Si l’expérimentation lui a permis d’extraire des concentrations considérables de Cadmium et de Zinc avec les saules, ses champignons n’ont malheureusement pas été en mesure de fructifier et difficile de dire s’ils ont colonisé le milieu. Selon lui, ces derniers n’ont pu compétitionner avec les autres microorganismes de l’endroit.

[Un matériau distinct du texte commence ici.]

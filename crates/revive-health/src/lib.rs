//! revive-health — health probing and self-healing for a single service.
//!
//! One invocation checks the service once and, if it is unhealthy,
//! restarts it and polls until it comes back or the attempt budget runs
//! out. Nothing runs in the background and nothing is retained between
//! invocations; an external scheduler (cron, a systemd timer) decides how
//! often to run.
//!
//! # Architecture
//!
//! ```text
//! RecoveryController
//!   ├── HealthCheck  (HealthProbe: HTTP GET + JSON status → bool)
//!   └── RestartExecutor
//!         └── ServiceRestarter  (CommandRestarter: systemctl / docker)
//! ```
//!
//! Probe and restart failures are logged where they happen and reported
//! upward as plain booleans; the controller only maps them onto a
//! `RunOutcome`.

pub mod controller;
pub mod error;
pub mod probe;
pub mod restart;

pub use controller::{RecoveryController, RunOutcome};
pub use error::{ProbeError, RestartError};
pub use probe::{HEALTHY_STATUS, HealthCheck, HealthProbe, ProbeResult};
pub use restart::{CommandRestarter, RestartExecutor, ServiceRestarter};

/// The production wiring: HTTP probe plus a command-line restart backend.
pub type Monitor = RecoveryController<HealthProbe, CommandRestarter>;
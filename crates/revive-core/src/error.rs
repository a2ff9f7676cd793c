//! Error types for configuration loading and logging setup.

use std::path::PathBuf;

use thiserror::Error;

/// Result type alias for configuration loading.
pub type ConfigResult<T> = Result<T, ConfigError>;

/// Errors raised while reading or validating a configuration file.
#[derive(Debug, Error)]
pub enum ConfigError {
    #[error("failed to read config file {path}: {source}")]
    Read {
        path: PathBuf,
        #[source]
        source: std::io::Error,
    },

    #[error("failed to parse config file {path}: {source}")]
    Parse {
        path: PathBuf,
        #[source]
        source: toml::de::Error,
    },

    #[error("invalid config: {0}")]
    Invalid(String),
}

/// Errors raised while installing the log sink.
#[derive(Debug, Error)]
pub enum LoggingError {
    #[error("failed to create log directory {path}: {source}")]
    CreateDir {
        path: PathBuf,
        #[source]
        source: std::io::Error,
    },

    #[error("failed to open log file {path}: {source}")]
    OpenFile {
        path: PathBuf,
        #[source]
        source: std::io::Error,
    },

    #[error("failed to install global subscriber: {0}")]
    Install(String),
}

«En théorie, les champignons seraient plus efficaces que les plantes pour dégrader les contaminants organiques, mais c’est difficile de prévoir l’efficacité. Il faut qu’il y ait plus d’études», souligne le chercheur invité à la fondation David Suzuki.

Défis et potentiel

En effet, le principal défi de la mycoremédiation consiste à évaluer quel type de champignons seront en mesure de coloniser un environnement donné. Beaucoup de variables sont en jeu, chaque sol a ses spécificités. Cependant, un monde de possibilités s’offre aux biologistes.

La diversité fongique est fulgurante. Environ 150 000 espèces sont décrites actuellement, sur un potentiel de près de 3,8 millions, selon Kawina Robichaud. La spécialiste en bioremédiation des sols chez Biopterre estime qu’on ne fait qu’effleurer la surface en ce qui a trait au potentiel des champignons.

«C’est la voie du futur. La mycoremédiation permet un nettoyage plus doux et économique que les méthodes traditionnelles», affirme-t-elle.

Alors que les enzymes fongiques sont déjà utilisées dans la décontamination de l’eau notamment, les deux biologistes espèrent que leurs recherches contribueront à la mise en place d’une approche moins coûteuse et plus écoresponsable pour l’environnement en matière de décontamination des sols.